Material supplied START

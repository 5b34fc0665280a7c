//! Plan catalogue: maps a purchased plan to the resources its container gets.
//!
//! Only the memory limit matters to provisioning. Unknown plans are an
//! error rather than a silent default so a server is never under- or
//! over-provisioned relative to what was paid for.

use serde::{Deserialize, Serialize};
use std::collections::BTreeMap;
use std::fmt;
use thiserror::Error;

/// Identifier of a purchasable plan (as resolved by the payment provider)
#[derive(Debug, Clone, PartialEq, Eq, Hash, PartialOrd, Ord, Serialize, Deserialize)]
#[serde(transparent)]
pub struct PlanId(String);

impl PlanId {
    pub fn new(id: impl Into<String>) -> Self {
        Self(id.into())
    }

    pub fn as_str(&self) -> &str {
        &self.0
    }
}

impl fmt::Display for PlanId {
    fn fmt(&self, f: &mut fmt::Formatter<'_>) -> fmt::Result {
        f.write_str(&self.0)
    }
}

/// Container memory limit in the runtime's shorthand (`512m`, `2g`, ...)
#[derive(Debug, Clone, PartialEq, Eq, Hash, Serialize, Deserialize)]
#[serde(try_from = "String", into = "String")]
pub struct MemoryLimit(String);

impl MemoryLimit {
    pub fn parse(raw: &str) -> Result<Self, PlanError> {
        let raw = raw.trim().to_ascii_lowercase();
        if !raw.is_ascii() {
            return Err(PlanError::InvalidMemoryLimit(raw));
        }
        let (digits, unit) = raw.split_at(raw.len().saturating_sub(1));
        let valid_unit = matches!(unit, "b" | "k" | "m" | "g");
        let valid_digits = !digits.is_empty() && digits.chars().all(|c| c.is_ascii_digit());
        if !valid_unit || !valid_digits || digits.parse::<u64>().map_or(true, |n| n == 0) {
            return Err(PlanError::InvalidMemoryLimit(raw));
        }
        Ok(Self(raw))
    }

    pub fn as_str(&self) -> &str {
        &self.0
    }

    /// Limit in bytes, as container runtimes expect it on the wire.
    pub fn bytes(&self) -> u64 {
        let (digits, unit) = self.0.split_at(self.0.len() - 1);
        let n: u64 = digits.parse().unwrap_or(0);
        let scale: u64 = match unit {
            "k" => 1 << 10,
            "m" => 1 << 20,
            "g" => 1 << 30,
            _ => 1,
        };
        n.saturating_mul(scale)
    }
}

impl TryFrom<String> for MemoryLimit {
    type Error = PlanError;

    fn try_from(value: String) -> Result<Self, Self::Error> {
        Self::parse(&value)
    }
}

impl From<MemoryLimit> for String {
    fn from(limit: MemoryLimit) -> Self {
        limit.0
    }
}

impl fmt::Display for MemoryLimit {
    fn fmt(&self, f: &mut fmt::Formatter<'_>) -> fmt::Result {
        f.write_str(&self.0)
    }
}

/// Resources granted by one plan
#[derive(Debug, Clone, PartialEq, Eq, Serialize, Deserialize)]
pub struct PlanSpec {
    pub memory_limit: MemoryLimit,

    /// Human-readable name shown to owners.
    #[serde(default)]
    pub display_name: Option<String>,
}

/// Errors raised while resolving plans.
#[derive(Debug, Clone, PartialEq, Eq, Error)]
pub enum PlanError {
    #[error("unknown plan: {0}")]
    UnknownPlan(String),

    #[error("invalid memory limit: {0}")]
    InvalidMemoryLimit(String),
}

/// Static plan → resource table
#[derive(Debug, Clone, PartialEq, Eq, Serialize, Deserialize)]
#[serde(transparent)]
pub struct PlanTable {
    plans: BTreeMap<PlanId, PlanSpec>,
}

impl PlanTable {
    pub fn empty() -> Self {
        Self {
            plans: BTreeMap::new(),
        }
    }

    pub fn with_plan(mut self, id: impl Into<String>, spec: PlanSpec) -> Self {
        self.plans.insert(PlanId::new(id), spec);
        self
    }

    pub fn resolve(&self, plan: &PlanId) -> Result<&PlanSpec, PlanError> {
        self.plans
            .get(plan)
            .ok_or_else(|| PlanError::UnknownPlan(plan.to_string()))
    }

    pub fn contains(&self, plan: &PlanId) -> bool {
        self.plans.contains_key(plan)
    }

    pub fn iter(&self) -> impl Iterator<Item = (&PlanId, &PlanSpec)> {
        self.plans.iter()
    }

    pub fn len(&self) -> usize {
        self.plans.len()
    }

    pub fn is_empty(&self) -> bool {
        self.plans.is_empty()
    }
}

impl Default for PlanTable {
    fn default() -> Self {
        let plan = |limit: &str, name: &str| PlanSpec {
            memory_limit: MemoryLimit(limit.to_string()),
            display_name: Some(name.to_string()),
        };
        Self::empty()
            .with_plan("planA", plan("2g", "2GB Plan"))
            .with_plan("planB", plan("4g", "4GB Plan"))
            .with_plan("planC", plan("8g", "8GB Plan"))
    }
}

Material supplied END

Beginning with the very first line of the material above, give each line again exactly, ending with the line that contains "the payment provider)".

repository 5b34fc0665280a7c
//! Plan catalogue: maps a purchased plan to the resources its container gets.
//!
//! Only the memory limit matters to provisioning. Unknown plans are an
//! error rather than a silent default so a server is never under- or
//! over-provisioned relative to what was paid for.

use serde::{Deserialize, Serialize};
use std::collections::BTreeMap;
use std::fmt;
use thiserror::Error;

/// Identifier of a purchasable plan (as resolved by the payment provider)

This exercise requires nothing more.